Assignment: Copy out each line of the entries below in which the string "success" appears.

■ ■ ■ ■ ■

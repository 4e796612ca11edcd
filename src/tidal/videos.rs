use crate::{
    error::Result,
    management::ContentAggregate,
    tidal::{
        fetch::{self, Nesting, api, paged},
        session::Session,
        status::RequestContext,
        tracks,
        transport::Method,
    },
    types::{Contributor, Item},
};

/// Retrieves one video from the catalogue.
///
/// # Arguments
///
/// * `session` - Session used for the request (demo sessions work)
/// * `video_id` - Catalogue id of the video
///
/// # Returns
///
/// Returns a `Result` containing:
/// - `Ok(ContentAggregate)` - The video as the single record of the item container on success, or the domain status and
///   message of the failed call (e.g. [`DomainStatus::NotFound`](crate::tidal::DomainStatus::NotFound))
/// - `Err(Error)` - Authentication, transport or parse failure
///
/// # Example
///
/// ```rust,ignore
/// let content = videos::get_video(&mut session, 75623239).await?;
/// ```
pub async fn get_video(session: &mut Session, video_id: u64) -> Result<ContentAggregate> {
    let request = api(session, Method::Get, &format!("videos/{}", video_id));

    fetch::fetch(
        session,
        request,
        RequestContext::General,
        &video_id.to_string(),
        fetch::push_single::<Item>,
    )
    .await
}

/// Retrieves one page of the contributors of a video.
///
/// # Arguments
///
/// * `session` - Session used for the request
/// * `video_id` - Catalogue id of the video
/// * `limit` - Maximum number of contributors in this page
/// * `offset` - Index of the first contributor
///
/// # Returns
///
/// Returns a `Result` containing:
/// - `Ok(ContentAggregate)` - The contributors in the contributor container, with the paging
///   fields set, on success, or the domain status and
///   message of the failed call (e.g. [`DomainStatus::NotFound`](crate::tidal::DomainStatus::NotFound))
/// - `Err(Error)` - Authentication, transport or parse failure
///
/// # Example
///
/// ```rust,ignore
/// let content = videos::get_video_contributors(&mut session, 75623239, 50, 0).await?;
/// ```
pub async fn get_video_contributors(
    session: &mut Session,
    video_id: u64,
    limit: u64,
    offset: u64,
) -> Result<ContentAggregate> {
    let request = paged(
        api(session, Method::Get, &format!("videos/{}/contributors", video_id)),
        limit,
        offset,
    );

    fetch::fetch(
        session,
        request,
        RequestContext::General,
        &video_id.to_string(),
        |content, document| fetch::push_page::<Contributor>(content, document, "items", Nesting::Flat),
    )
    .await
}

/// Retrieves the playback information of a video at the session's video quality.
///
/// The manifest is decoded the same way as for tracks.
///
/// # Arguments
///
/// * `session` - Session with a user login
/// * `video_id` - Catalogue id of the video
///
/// # Returns
///
/// Returns a `Result` containing:
/// - `Ok(ContentAggregate)` - The [`Stream`](crate::types::Stream) in [`ContentAggregate::stream`] on success, or the domain status and
///   message of the failed call (e.g. [`DomainStatus::NotFound`](crate::tidal::DomainStatus::NotFound))
/// - `Err(Error)` - Authentication, transport or parse failure
///
/// # Example
///
/// ```rust,ignore
/// let content = videos::get_video_stream(&mut session, 75623239).await?;
/// let urls = content.stream().map(|s| s.urls.clone()).unwrap_or_default();
/// ```
pub async fn get_video_stream(session: &mut Session, video_id: u64) -> Result<ContentAggregate> {
    let quality = session.credentials().video_quality;
    let request = api(
        session,
        Method::Get,
        &format!("videos/{}/playbackinfopostpaywall", video_id),
    )
    .query("videoquality", quality)
    .query("playbackmode", "STREAM")
    .query("assetpresentation", "FULL");

    fetch::fetch(
        session,
        request,
        RequestContext::General,
        &video_id.to_string(),
        |content, document| tracks::push_stream(content, document, video_id),
    )
    .await
}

■ ■ ■ ■ ■

Response to the task:
/// - `Ok(ContentAggregate)` - The video as the single record of the item container on success, or the domain status and
///   fields set, on success, or the domain status and
/// - `Ok(ContentAggregate)` - The [`Stream`](crate::types::Stream) in [`ContentAggregate::stream`] on success, or the domain status and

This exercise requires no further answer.